Surface Plasmon Resonance (SPR) can be applied as a convenient, sensitive and label-free technique to study various surface phenomena. One such example is the Vroman effect exhibited by protein adsorption onto surfaces. This important effect arises from the fact that protein adsorption capability onto a surface depends on motility, which is intimately related to its molecular weight. In general, a high molecular weight (HMW) protein adsorbs more strongly than a low molecular weight (LMW) protein. As a result, when a surface is exposed to a solution containing different proteins, it will be covered with more HMW proteins than the LMW ones. This competitive nature of protein adsorption may be used as a mechanism for selective detection and separation of proteins.

FIG. 1 Schematic illustration of the Vroman effect. A LMW protein adsorbs onto a surface first. Exposing the surface to a HMW protein, the LMW protein is displaced by the HMW protein.

Chae et al. [1] studied proteins with various molecular weights, including aprotinin (0.65 kDa), lysozyme (14.7 kDa), streptavidin (53 kDa), and isolectin (114 kDa) on three different surfaces, including a bare-gold surface and gold surfaces premodified with OH¯- and COOH¯-terminated self-assembled monolayers (SAM). The real-time adsorption and displacement of the proteins were monitored and quantified in real time by SPR. They were able to distinguish these proteins easily based on the Vroman effect.

FIG. 2 Real-time SPR displacement pro?les of aprotinin (marked by “A”) by lysozyme (marked by “B”) on (1) the bare-gold, (2) COOH-SAM and (3) OH-SAM surfaces. Group A is selected as LMW proteins and Group B as HWM proteins. LMW proteins are first injected, and adsorption of the proteins on the surfaces is monitored with SPR in real time. HMW proteins are then injected to compete for the surface with the LMW proteins.

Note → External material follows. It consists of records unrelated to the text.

use crate::error::{ErrorInfo, FetchError};

/// Lifecycle of a single asynchronous load.
#[derive(Clone, Copy, Debug, Default, PartialEq, Eq)]
pub enum Phase {
    #[default]
    Idle,
    Loading,
    Success,
    Failure,
}

/// Handle for one fetch attempt, issued by [`RemoteResource::begin`].
///
/// A resolution is only applied while its ticket is still the newest one
/// issued; anything older is discarded, so a slow early request can never
/// overwrite fresher data.
#[derive(Clone, Copy, Debug, PartialEq, Eq)]
pub struct LoadTicket(u64);

/// Outcome of handing a fetch result back to a resource.
#[derive(Clone, Copy, Debug, PartialEq, Eq)]
pub enum Applied {
    /// The result was current and has been stored.
    Applied,
    /// The result was stale (or the owner detached) and was dropped.
    Discarded,
}

impl Applied {
    pub fn is_applied(self) -> bool {
        matches!(self, Self::Applied)
    }
}

/// One asynchronous fetch of a typed payload from the HTTP collaborator.
///
/// The resource never performs I/O itself; callers run the fetch however
/// they like and feed the outcome back through [`resolve`]. All failure
/// shapes are representable in the phase, so nothing panics across this
/// boundary.
///
/// The payload is present only in [`Phase::Success`] and the error only in
/// [`Phase::Failure`]; retaining stale rows across a refresh is the
/// controller's job, not the resource's.
///
/// [`resolve`]: RemoteResource::resolve
#[derive(Debug)]
pub struct RemoteResource<T> {
    phase: Phase,
    data: Option<T>,
    error: Option<ErrorInfo>,
    request_id: u64,
}

impl<T> Default for RemoteResource<T> {
    fn default() -> Self {
        Self::new()
    }
}

impl<T> RemoteResource<T> {
    pub fn new() -> Self {
        Self {
            phase: Phase::Idle,
            data: None,
            error: None,
            request_id: 0,
        }
    }

    pub fn phase(&self) -> Phase {
        self.phase
    }

    pub fn data(&self) -> Option<&T> {
        self.data.as_ref()
    }

    pub fn error(&self) -> Option<&ErrorInfo> {
        self.error.as_ref()
    }

    pub fn request_id(&self) -> u64 {
        self.request_id
    }

    /// Starts a fetch: transitions to [`Phase::Loading`] and issues a fresh
    /// ticket. Any ticket issued earlier becomes stale immediately.
    pub fn begin(&mut self) -> LoadTicket {
        self.request_id += 1;
        self.phase = Phase::Loading;
        self.data = None;
        self.error = None;
        LoadTicket(self.request_id)
    }

    /// Applies a fetch outcome if `ticket` is still the newest one.
    pub fn resolve(&mut self, ticket: LoadTicket, outcome: Result<T, FetchError>) -> Applied {
        if ticket.0 != self.request_id {
            tracing::debug!(
                ticket = ticket.0,
                current = self.request_id,
                "discarding stale response"
            );
            return Applied::Discarded;
        }

        match outcome {
            Ok(data) => {
                self.phase = Phase::Success;
                self.data = Some(data);
                self.error = None;
            }
            Err(err) => {
                self.phase = Phase::Failure;
                self.data = None;
                self.error = Some(err.into());
            }
        }
        Applied::Applied
    }

    /// Begin + await + resolve for the common non-overlapping path.
    pub async fn load<F>(&mut self, fetcher: F) -> Applied
    where
        F: Future<Output = Result<T, FetchError>>,
    {
        let ticket = self.begin();
        let outcome = fetcher.await;
        self.resolve(ticket, outcome)
    }

    /// Removes and returns the payload, returning the resource to
    /// [`Phase::Idle`]. Controllers call this right before a reload to keep
    /// a stale copy on display while the new fetch is in flight.
    pub fn take_data(&mut self) -> Option<T> {
        let data = self.data.take();
        if data.is_some() {
            self.phase = Phase::Idle;
        }
        data
    }

    /// Back to [`Phase::Idle`] with no data and no error. In-flight tickets
    /// become stale.
    pub fn reset(&mut self) {
        self.request_id += 1;
        self.phase = Phase::Idle;
        self.data = None;
        self.error = None;
    }
}

#[cfg(test)]
mod tests {
    use super::*;

    #[test]
    fn success_stores_data_and_clears_error() {
        let mut res = RemoteResource::new();
        let ticket = res.begin();
        assert_eq!(res.phase(), Phase::Loading);

        assert!(res.resolve(ticket, Ok(vec![1, 2, 3])).is_applied());
        assert_eq!(res.phase(), Phase::Success);
        assert_eq!(res.data(), Some(&vec![1, 2, 3]));
        assert!(res.error().is_none());
    }

    #[test]
    fn failure_stores_error_and_clears_data() {
        let mut res: RemoteResource<Vec<u8>> = RemoteResource::new();
        let ticket = res.begin();
        res.resolve(ticket, Err(FetchError::Rejected("boom".to_string())));

        assert_eq!(res.phase(), Phase::Failure);
        assert!(res.data().is_none());
        assert_eq!(res.error().map(|e| e.message.as_str()), Some("boom"));
    }

    #[test]
    fn late_response_for_older_ticket_is_discarded() {
        let mut res = RemoteResource::new();
        let first = res.begin();
        let second = res.begin();

        assert!(res.resolve(second, Ok("fresh")).is_applied());
        assert_eq!(res.resolve(first, Ok("stale")), Applied::Discarded);
        assert_eq!(res.data(), Some(&"fresh"));
    }

    #[test]
    fn reset_invalidates_in_flight_tickets() {
        let mut res = RemoteResource::new();
        let ticket = res.begin();
        res.reset();

        assert_eq!(res.resolve(ticket, Ok(1)), Applied::Discarded);
        assert_eq!(res.phase(), Phase::Idle);
    }

    #[tokio::test]
    async fn load_drives_a_full_cycle() {
        let mut res = RemoteResource::new();
        assert!(res.load(async { Ok(vec!["W1", "W2"]) }).await.is_applied());
        assert_eq!(res.phase(), Phase::Success);
        assert_eq!(res.data().map(Vec::len), Some(2));
    }
}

In one set of experiment, they started with a surface initially covered with a monolayer of LMW proteins, and studied the displacement of the LMW proteins by HMW proteins. The monolayer formation of the LMW proteins, and subsequent displacement process were monitored in real time and quantified by SPR. FIG. 2 shows an example of the adsorption and displacement profiles of sequentially injected proteins with low and then high molecular weight proteins on bare-gold (black line), COOH¯-terminated SAM (red line) and OH¯-terminated SAM (blue line) surfaces. The first step is to inject 0.05% (W/V) LMW proteins (aprotinin) into the sample cell. The SPR angle increases rapidly, then slows down and approaches saturation. A buffer PBS solution containing no proteins is then injected to wash off weakly bound proteins from the surface, which is observed as a gradual decrease in the SPR angle. The SPR angle does not return to the original value, indicating irreversibly adsorption of the LMW proteins. From the SPR angular shift, the amount of the irreversibly adsorbed LMW proteins is determined. Finally, 0.05% (W/V) HMW proteins (lysozyme) is injected which also leads to an initial rapid increase in the SPR angle. After washing off the weakly bound proteins, the final SPR angle is higher than the angle for the LMW protein monolayer. The difference is the due to the displacement of the LMW proteins by the HMW proteins. Chae at al. also carried out another experiment by reversing the order, namely, starting with HMW proteins on the surface, and following with LMW proteins. The excellent correlation between the SPR results and the Vroman effect suggests that the hydrophobic core of a protein, whose size is proportional to its molecular weight, largely governs its interaction with a solid surface.

Acknowledgement: We would like to thank Dr. Chae for sharing his results with us.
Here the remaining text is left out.